In analyzing the case pursuant to Loving v. Secretary of Health & Human Services, I determined that H.H.’s receipt of the Pentacel vaccine did not significantly aggravate his neurologic condition. 86 Fed. Cl. 135 (2009) (citing Althen v. Sec’y of Health & Hum. Servs, 418 F.3d 1274 (Fed. Cir. 1995)). Specifically, I found that Petitioners did not present 1) a reliable medical theory explaining how the Pentacel vaccine can cause the significant aggravation of a type I interferonopathy; 2) preponderant evidence that H.H.’s Pentacel vaccine did cause a significant aggravation of his pre-existing condition; or 3) evidence of a proximate temporal relationship between the significant aggravation of H.H.s vaccination and his condition. Entitlement Decision at *55, *58, *61.

With respect to Loving prong four/Althen prong one, I found that Petitioners’ theory that vaccination can cause persistently elevated levels of interferon alpha unpersuasive. Entitlement Decision at *54-55. While Petitioners are not required to present medical literature or epidemiological evidence, their theory must be supported by a reputable medical or scientific explanation, and I did not believe Petitioners presented such a theory in this case. Id.

Regarding Loving prong five/Althen prong two, I also found that Petitioners had not demonstrated by preponderant evidence that the Pentacel vaccine did significantly aggravate 2 H.H.’s type I interferonopathy. Entitlement Decision, at *58. H.H. received the Pentacel vaccine on October 23, 2013, after he had already been experiencing heel cord tightness which was a physical sign of his type I interferonopathy. Id. at *23. Therefore, Petitioners had the burden of demonstrating that H.H.’s deterioration was caused in part by the Pentacel vaccine he received, and I found that Petitioners did not preponderantly do so. Id. at *58.

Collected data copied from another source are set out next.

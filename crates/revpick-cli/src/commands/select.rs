//! Revision selection against a local repository.

use anyhow::{Context, Result};
use clap::Args;
use revpick_chooser::{BranchSpec, SelectRequest, Strategy, Verbosity};
use revpick_config::{ChooserConfig, load_chooser_config};
use revpick_core::{EnvVars, StaticBuildContext};
use std::path::{Path, PathBuf};
use std::time::Duration;

use crate::git::GitCli;

const DEFAULT_CONFIG: &str = "revpick.kdl";

#[derive(Args, Debug)]
pub struct SelectArgs {
    /// Chooser configuration file
    #[arg(long, env = "REVPICK_CONFIG")]
    config: Option<PathBuf>,

    /// Repository working copy (overrides the config file)
    #[arg(long)]
    repo: Option<PathBuf>,

    /// Only consider branches of this remote
    #[arg(long)]
    remote: Option<String>,

    /// Selection strategy: first-match or most-recent
    #[arg(long)]
    strategy: Option<Strategy>,

    /// Branch spec; repeat to give alternatives (overrides the config file)
    #[arg(long = "spec")]
    specs: Vec<String>,

    /// Polling for changes: do not expand build variables
    #[arg(long)]
    poll: bool,

    /// Build variable, KEY=VALUE
    #[arg(long = "env", value_parser = parse_key_value)]
    env: Vec<(String, String)>,

    /// Also expose the process environment as build variables
    #[arg(long)]
    inherit_env: bool,

    /// Give up fetching build variables after this many milliseconds
    #[arg(long)]
    env_timeout_ms: Option<u64>,

    /// Print the selected revision as JSON
    #[arg(long)]
    json: bool,
}

fn parse_key_value(s: &str) -> std::result::Result<(String, String), String> {
    s.split_once('=')
        .map(|(k, v)| (k.to_string(), v.to_string()))
        .ok_or_else(|| format!("expected KEY=VALUE, got '{}'", s))
}

pub async fn run(args: SelectArgs, verbose: bool) -> Result<()> {
    let mut config = load_config(args.config.as_deref())?;
    apply_overrides(&mut config, args.strategy, &args.specs);

    let chooser = config.build_chooser();
    for spec in chooser.specs() {
        spec.validate()?;
    }

    let repo_config = config.repository.as_ref();
    let repo_path = args
        .repo
        .or_else(|| repo_config.map(|r| PathBuf::from(&r.path)))
        .unwrap_or_else(|| PathBuf::from("."));
    let remote = args.remote.or_else(|| repo_config.and_then(|r| r.remote.clone()));
    let git = GitCli::new(repo_path, remote);

    let mut env = if args.inherit_env {
        EnvVars::from_process()
    } else {
        EnvVars::new()
    };
    env.extend(config.env.clone());
    env.extend(args.env.into_iter().collect());
    let context = StaticBuildContext::Available(env);

    let request = SelectRequest {
        polling: args.poll,
        context: Some(&context),
        env_timeout: args.env_timeout_ms.map(Duration::from_millis),
        verbosity: if verbose {
            Verbosity::Verbose
        } else {
            Verbosity::Quiet
        },
    };

    let revision = chooser
        .candidate_revision(&git, &request)
        .await
        .context("Revision selection failed")?;

    match (revision, args.json) {
        (Some(revision), true) => println!("{}", serde_json::to_string_pretty(&revision)?),
        (Some(revision), false) => {
            println!("{}", revision.commit);
            for named in &revision.refs {
                println!("  {}", named.name);
            }
        }
        (None, true) => println!("null"),
        (None, false) => println!("No branch specs matched"),
    }
    Ok(())
}

/// Command-line strategy and specs replace the configured ones.
fn apply_overrides(config: &mut ChooserConfig, strategy: Option<Strategy>, specs: &[String]) {
    if let Some(strategy) = strategy {
        config.strategy = strategy;
    }
    if !specs.is_empty() {
        config.specs = specs.iter().map(BranchSpec::new).collect();
    }
}

fn load_config(path: Option<&Path>) -> Result<ChooserConfig> {
    match path {
        Some(path) => load_chooser_config(path)
            .with_context(|| format!("Failed to load config file: {}", path.display())),
        None if Path::new(DEFAULT_CONFIG).exists() => load_chooser_config(DEFAULT_CONFIG)
            .with_context(|| format!("Failed to load config file: {}", DEFAULT_CONFIG)),
        None => Ok(ChooserConfig {
            specs: vec![BranchSpec::new("**")],
            ..Default::default()
        }),
    }
}
//! `GitClient` backed by the `git` executable.

use async_trait::async_trait;
use chrono::{DateTime, Utc};
use revpick_core::{CommitId, CommitWalk, Error, GitClient, RemoteBranch, Result};
use std::collections::BTreeSet;
use std::path::PathBuf;
use std::process::{Output, Stdio};
use tokio::io::{AsyncBufReadExt, AsyncReadExt, AsyncWriteExt, BufReader};
use tokio::process::{Child, ChildStdin, ChildStdout, Command};
use tracing::debug;

/// Queries a local working copy by running `git`.
pub struct GitCli {
    repo_path: PathBuf,
    /// Only report branches of this remote.
    remote: Option<String>,
}

impl GitCli {
    pub fn new(repo_path: impl Into<PathBuf>, remote: Option<String>) -> Self {
        Self {
            repo_path: repo_path.into(),
            remote,
        }
    }

    fn command(&self) -> Command {
        let mut cmd = Command::new("git");
        cmd.arg("-C").arg(&self.repo_path);
        cmd
    }

    async fn run(&self, args: &[&str]) -> Result<Output> {
        debug!(args = ?args, path = %self.repo_path.display(), "Running git");
        let output = self
            .command()
            .args(args)
            .stdout(Stdio::piped())
            .stderr(Stdio::piped())
            .output()
            .await?;
        Ok(output)
    }

    /// Run a command that must succeed and return its stdout.
    async fn run_checked(&self, args: &[&str]) -> Result<String> {
        let output = self.run(args).await?;
        if !output.status.success() {
            return Err(Error::CommandFailed(format!(
                "git {}: {}",
                args.join(" "),
                String::from_utf8_lossy(&output.stderr).trim()
            )));
        }
        Ok(String::from_utf8_lossy(&output.stdout).into_owned())
    }
}

#[async_trait]
impl GitClient for GitCli {
    async fn remote_branches(&self) -> Result<Vec<RemoteBranch>> {
        let prefix = match &self.remote {
            Some(remote) => format!("refs/remotes/{}/", remote),
            None => "refs/remotes/".to_string(),
        };
        let stdout = self
            .run_checked(&["for-each-ref", "--format=%(objectname) %(refname)", &prefix])
            .await?;

        let mut branches = Vec::new();
        for line in stdout.lines().filter(|l| !l.is_empty()) {
            let (commit, refname) = line
                .split_once(' ')
                .ok_or_else(|| Error::InvalidOutput(line.to_string()))?;
            let name = refname.strip_prefix("refs/remotes/").unwrap_or(refname);
            // origin/HEAD is a symbolic alias of another remote branch
            if name.ends_with("/HEAD") {
                continue;
            }
            branches.push(RemoteBranch::new(name, commit));
        }
        Ok(branches)
    }

    async fn tag_names(&self, filter: &str) -> Result<BTreeSet<String>> {
        let stdout = self.run_checked(&["tag", "--list", filter]).await?;
        // `--list` treats the filter as a glob; only the tag named exactly counts
        Ok(stdout
            .lines()
            .filter(|l| *l == filter)
            .map(str::to_string)
            .collect())
    }

    async fn rev_parse(&self, rev: &str) -> Result<Option<CommitId>> {
        let target = format!("{}^{{commit}}", rev);
        let output = self
            .run(&["rev-parse", "--verify", "--quiet", &target])
            .await?;

        match output.status.code() {
            Some(0) => {
                let id = String::from_utf8_lossy(&output.stdout).trim().to_string();
                Ok(Some(CommitId::new(id)))
            }
            // --quiet exits with 1 and no message for unknown revisions
            Some(1) => Ok(None),
            _ => Err(Error::CommandFailed(format!(
                "git rev-parse {}: {}",
                rev,
                String::from_utf8_lossy(&output.stderr).trim()
            ))),
        }
    }

    async fn commit_walk<'a>(&'a self) -> Result<Box<dyn CommitWalk + 'a>> {
        let mut child = self
            .command()
            .args(["cat-file", "--batch"])
            .stdin(Stdio::piped())
            .stdout(Stdio::piped())
            .stderr(Stdio::null())
            .kill_on_drop(true)
            .spawn()?;

        let stdin = child
            .stdin
            .take()
            .ok_or_else(|| Error::Unavailable("cat-file stdin not captured".to_string()))?;
        let stdout = child
            .stdout
            .take()
            .ok_or_else(|| Error::Unavailable("cat-file stdout not captured".to_string()))?;

        Ok(Box::new(CatFileWalk {
            _child: child,
            stdin,
            stdout: BufReader::new(stdout),
        }))
    }
}

/// Commit lookups through one long-running `git cat-file --batch`. The
/// process is killed when the walk is dropped.
struct CatFileWalk {
    _child: Child,
    stdin: ChildStdin,
    stdout: BufReader<ChildStdout>,
}

#[async_trait]
impl CommitWalk for CatFileWalk {
    async fn commit_time(&mut self, commit: &CommitId) -> Result<Option<DateTime<Utc>>> {
        self.stdin
            .write_all(format!("{}\n", commit).as_bytes())
            .await?;
        self.stdin.flush().await?;

        let mut header = String::new();
        if self.stdout.read_line(&mut header).await? == 0 {
            return Err(Error::Unavailable("cat-file exited".to_string()));
        }

        // "<id> <type> <size>" or "<id> missing"
        let fields: Vec<&str> = header.split_whitespace().collect();
        let [_, kind, size] = fields.as_slice() else {
            return Ok(None);
        };
        let size: usize = size
            .parse()
            .map_err(|_| Error::InvalidOutput(header.trim().to_string()))?;

        // Object body plus the trailing newline
        let mut body = vec![0; size + 1];
        self.stdout.read_exact(&mut body).await?;

        if *kind != "commit" {
            return Ok(None);
        }
        Ok(parse_committer_time(&String::from_utf8_lossy(&body[..size])))
    }
}

/// Committer timestamp of a raw commit object.
fn parse_committer_time(body: &str) -> Option<DateTime<Utc>> {
    let line = body
        .lines()
        .take_while(|l| !l.is_empty())
        .find(|l| l.starts_with("committer "))?;
    // "committer Name <email> 1700000000 +0100"
    let mut fields = line.rsplitn(3, ' ');
    let _tz = fields.next()?;
    let seconds: i64 = fields.next()?.parse().ok()?;
    DateTime::from_timestamp(seconds, 0)
}
//! Turning one spec into candidate revisions.
//!
//! Lookups happen in a fixed order: the spec as a commit id, then as a tag
//! name, then as a branch pattern against the remote branch snapshot.

use revpick_core::{Candidate, GitClient, NamedRef, RemoteBranch};

use crate::spec::{BranchSpec, SpecKind};
use crate::{ChooserError, Result, Verbosity};

/// How many candidates a lookup should produce.
#[derive(Debug, Clone, Copy, PartialEq, Eq)]
pub enum LocateMode {
    /// Stop at the first lookup that finds anything and keep only its first
    /// result.
    FirstOnly,
    /// Run every lookup and keep every result.
    All,
}

/// Finds candidates for specs against one repository snapshot.
pub struct CandidateLocator<'a> {
    git: &'a dyn GitClient,
    branches: &'a [RemoteBranch],
    verbosity: Verbosity,
}

impl<'a> CandidateLocator<'a> {
    pub fn new(git: &'a dyn GitClient, branches: &'a [RemoteBranch], verbosity: Verbosity) -> Self {
        Self {
            git,
            branches,
            verbosity,
        }
    }

    /// Candidates for `spec`, in lookup order.
    ///
    /// Refs pointing at the same commit are merged into one candidate.
    pub async fn locate(&self, spec: &BranchSpec, mode: LocateMode) -> Result<Vec<Candidate>> {
        let mut found = Vec::new();

        match spec.kind() {
            SpecKind::ShaLike => self.by_commit(spec, &mut found).await?,
            _ if spec.is_plain_name() => self.by_tag(spec, mode, &mut found).await?,
            _ => {}
        }

        if mode == LocateMode::FirstOnly && !found.is_empty() {
            return Ok(found);
        }

        self.by_branch(spec, mode, &mut found)?;
        Ok(found)
    }

    async fn by_commit(&self, spec: &BranchSpec, found: &mut Vec<Candidate>) -> Result<()> {
        let resolved = self
            .git
            .rev_parse(spec.name())
            .await
            .map_err(ChooserError::git(spec.name()))?;

        // Not every hex-looking name is a commit; fall through to branches.
        if let Some(commit) = resolved {
            verbose!(self.verbosity, spec = %spec, commit = %commit, "Found candidate commit");
            add_candidate(found, NamedRef::detached(commit));
        }
        Ok(())
    }

    async fn by_tag(&self, spec: &BranchSpec, mode: LocateMode, found: &mut Vec<Candidate>) -> Result<()> {
        let tags = self
            .git
            .tag_names(spec.name())
            .await
            .map_err(ChooserError::git(spec.name()))?;

        let take = match mode {
            LocateMode::FirstOnly => 1,
            LocateMode::All => usize::MAX,
        };

        for tag in tags.into_iter().take(take) {
            let resolved = self
                .git
                .rev_parse(&tag)
                .await
                .map_err(ChooserError::git(spec.name()))?;

            match resolved {
                Some(commit) => {
                    verbose!(self.verbosity, spec = %spec, tag = %tag, commit = %commit, "Found candidate tag");
                    add_candidate(found, NamedRef::new(spec.name(), commit));
                }
                None => {
                    verbose!(self.verbosity, spec = %spec, tag = %tag, "Tag does not resolve to a commit");
                }
            }
        }
        Ok(())
    }

    fn by_branch(&self, spec: &BranchSpec, mode: LocateMode, found: &mut Vec<Candidate>) -> Result<()> {
        let matching = spec.filter_matching(self.branches, |b| b.name.as_str())?;

        let take = match mode {
            LocateMode::FirstOnly => 1,
            LocateMode::All => usize::MAX,
        };

        for branch in matching.into_iter().take(take) {
            verbose!(self.verbosity, spec = %spec, branch = %branch.name, commit = %branch.commit, "Found candidate branch");
            add_candidate(found, NamedRef::new(&branch.name, branch.commit.clone()));
        }
        Ok(())
    }
}

fn add_candidate(found: &mut Vec<Candidate>, named: NamedRef) {
    match found.iter_mut().find(|c| c.commit() == &named.commit) {
        Some(existing) => existing.add_ref(named),
        None => found.push(Candidate::new(named)),
    }
}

Lastly, as to Loving prong six/Althen prong three, I found that the onset of H.H.’s interferonopathy occurred around the time of his October 17, 2013 vaccinations and that Petitioners’ evidence pertaining to timing did not support their contention that the Pentacel vaccine caused or significantly aggravated H.H.’s condition. Entitlement Decision at *51, *61.

On May 16, 2022, Petitioners file a Motion for Review of my Entitlement Decision. ECF No. 122.

After the parties filed briefs and had oral argument on September 13, 2022, the Court issued an opinion on October 13, 20223 remanding this case back to me. ECF No. 134. The Court’s Remand Opinion held (1) that I erred by mischaracterizing H.H.’s interferonopathy as AGS or AGS-like because this finding “effectively eliminated the possibility” of a conclusion that the vaccine had significantly aggravated H.H.’s condition; and (2) that my findings that Petitioners had failed to carry their burden under Loving prongs four, five, and six were arbitrary and capricious. Remand Opinion at 644, 652, 655, 657. The Court ultimately remanded the case back to me to determine whether Petitioners can satisfy Loving prongs four, five, and six and demonstrate that the Pentacel vaccine did significantly aggravate H.H.’s type I interferonopathy. Id. at 657.

After the Court remanded the case to me, I held a status conference on October 19, 2022, and instructed Respondent to show cause as to why I should not rule in favor of Petitioners, given the Court’s decision. ECF No. 135.